TRY IT -
Each line of the records that holds the word "still" should be copied out.

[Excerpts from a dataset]
▬▬▬
//! Application settings shared by the daemon, panel and CLI
//!
//! Stored as JSON under the XDG config directory. Every field has a serde
//! default so a partial (or missing) file still yields a usable setup.

use anyhow::{Context, Result};
use serde::{Deserialize, Serialize};
use std::fs;
use std::path::{Path, PathBuf};
use std::time::Duration;
use tracing::info;

use crate::constants::{ipc, paths, resume, ryzenadj};

/// How the reconciler treats responses that resolve out of order
#[derive(Debug, Clone, Copy, PartialEq, Eq, Default, Serialize, Deserialize)]
#[serde(rename_all = "snake_case")]
pub enum ResponseOrdering {
    /// Whichever response resolves last is displayed
    #[default]
    LastResolved,
    /// Responses older than the newest displayed one are dropped
    LastIssued,
}

#[derive(Debug, Clone, PartialEq, Serialize, Deserialize)]
pub struct Settings {
    #[serde(default = "default_ryzenadj_path")]
    pub ryzenadj_path: PathBuf,
    #[serde(default, skip_serializing_if = "Option::is_none")]
    pub socket_path: Option<PathBuf>,
    #[serde(default = "default_socket_mode")]
    pub socket_mode: u32,
    #[serde(default, skip_serializing_if = "Option::is_none")]
    pub state_path: Option<PathBuf>,
    #[serde(default = "default_log_level")]
    pub log_level: String,
    #[serde(default = "default_resume_poll_interval_ms")]
    pub resume_poll_interval_ms: u64,
    #[serde(default = "default_resume_gap_threshold_ms")]
    pub resume_gap_threshold_ms: u64,
    #[serde(default)]
    pub response_ordering: ResponseOrdering,
}

fn default_ryzenadj_path() -> PathBuf {
    PathBuf::from(ryzenadj::DEFAULT_PATH)
}

fn default_socket_mode() -> u32 {
    ipc::DEFAULT_SOCKET_MODE
}

fn default_log_level() -> String {
    "info".to_string()
}

fn default_resume_poll_interval_ms() -> u64 {
    resume::DEFAULT_POLL_INTERVAL_MS
}

fn default_resume_gap_threshold_ms() -> u64 {
    resume::DEFAULT_GAP_THRESHOLD_MS
}

impl Default for Settings {
    fn default() -> Self {
        Self {
            ryzenadj_path: default_ryzenadj_path(),
            socket_path: None,
            socket_mode: default_socket_mode(),
            state_path: None,
            log_level: default_log_level(),
            resume_poll_interval_ms: default_resume_poll_interval_ms(),
            resume_gap_threshold_ms: default_resume_gap_threshold_ms(),
            response_ordering: ResponseOrdering::default(),
        }
    }
}

impl Settings {
    /// Default settings file location
    pub fn default_path() -> PathBuf {
        let mut path = dirs::config_dir().unwrap_or_else(|| PathBuf::from("."));
        path.push(paths::APP_DIR);
        path.push(paths::SETTINGS_FILENAME);
        path
    }

    /// Load settings from `path` (or the default location); missing file means defaults
    pub fn load(path: Option<&Path>) -> Result<Self> {
        let path = path.map(Path::to_path_buf).unwrap_or_else(Self::default_path);
        match fs::read_to_string(&path) {
            Ok(contents) => {
                let settings = serde_json::from_str(&contents)
                    .with_context(|| format!("Failed to parse settings file {}", path.display()))?;
                info!(path = %path.display(), "Loaded settings");
                Ok(settings)
            }
            Err(e) if e.kind() == std::io::ErrorKind::NotFound => {
                info!(path = %path.display(), "No settings file, using defaults");
                Ok(Self::default())
            }
            Err(e) => Err(e)
                .with_context(|| format!("Failed to read settings file {}", path.display())),
        }
    }

    /// Write settings as pretty JSON, creating the parent directory
    pub fn save(&self, path: &Path) -> Result<()> {
        if let Some(parent) = path.parent() {
            fs::create_dir_all(parent)
                .with_context(|| format!("Failed to create config directory {}", parent.display()))?;
        }
        let json = serde_json::to_string_pretty(self).context("Failed to serialize settings")?;
        fs::write(path, json)
            .with_context(|| format!("Failed to write settings file {}", path.display()))?;
        info!(path = %path.display(), "Saved settings");
        Ok(())
    }

    /// Backend socket: settings value, then `DECK_RYZENADJ_SOCKET`, then the system default
    pub fn socket_path(&self) -> PathBuf {
        self.socket_path
            .clone()
            .or_else(|| std::env::var_os(paths::SOCKET_ENV).map(PathBuf::from))
            .unwrap_or_else(|| PathBuf::from(paths::DEFAULT_SOCKET))
    }

    pub fn state_path(&self) -> PathBuf {
        self.state_path
            .clone()
            .unwrap_or_else(|| PathBuf::from(paths::DEFAULT_STATE_FILE))
    }

    pub fn resume_poll_interval(&self) -> Duration {
        Duration::from_millis(self.resume_poll_interval_ms)
    }

    pub fn resume_gap_threshold(&self) -> Duration {
        Duration::from_millis(self.resume_gap_threshold_ms)
    }
}
//! Wires and selectors working together in a small counter.

use wirestore::{Runtime, Selector, Wire};

fn main() {
    let rt = Runtime::new();

    let count = Wire::new(&rt, 0);
    let step = Wire::new(&rt, 1);

    let next = Selector::new(&rt, {
        let (count, step) = (count.clone(), step.clone());
        move |scope| scope.get(&count) + scope.get(&step)
    });

    count
        .subscribe(|v| println!("count is now {v}"))
        .detach();

    println!("count = {}", count.get());
    println!("next  = {}", next.get().unwrap());

    count.set(5);
    println!("next  = {}", next.get().unwrap());

    step.set(10);
    println!("next  = {}", next.get().unwrap());

    // Equal writes still notify: no value deduplication.
    count.set(5);
    count.set(5);
}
▬▬▬
SOLUTION TO THIS EXERCISE -
//! default so a partial (or missing) file still yields a usable setup.
    // Equal writes still notify: no value deduplication.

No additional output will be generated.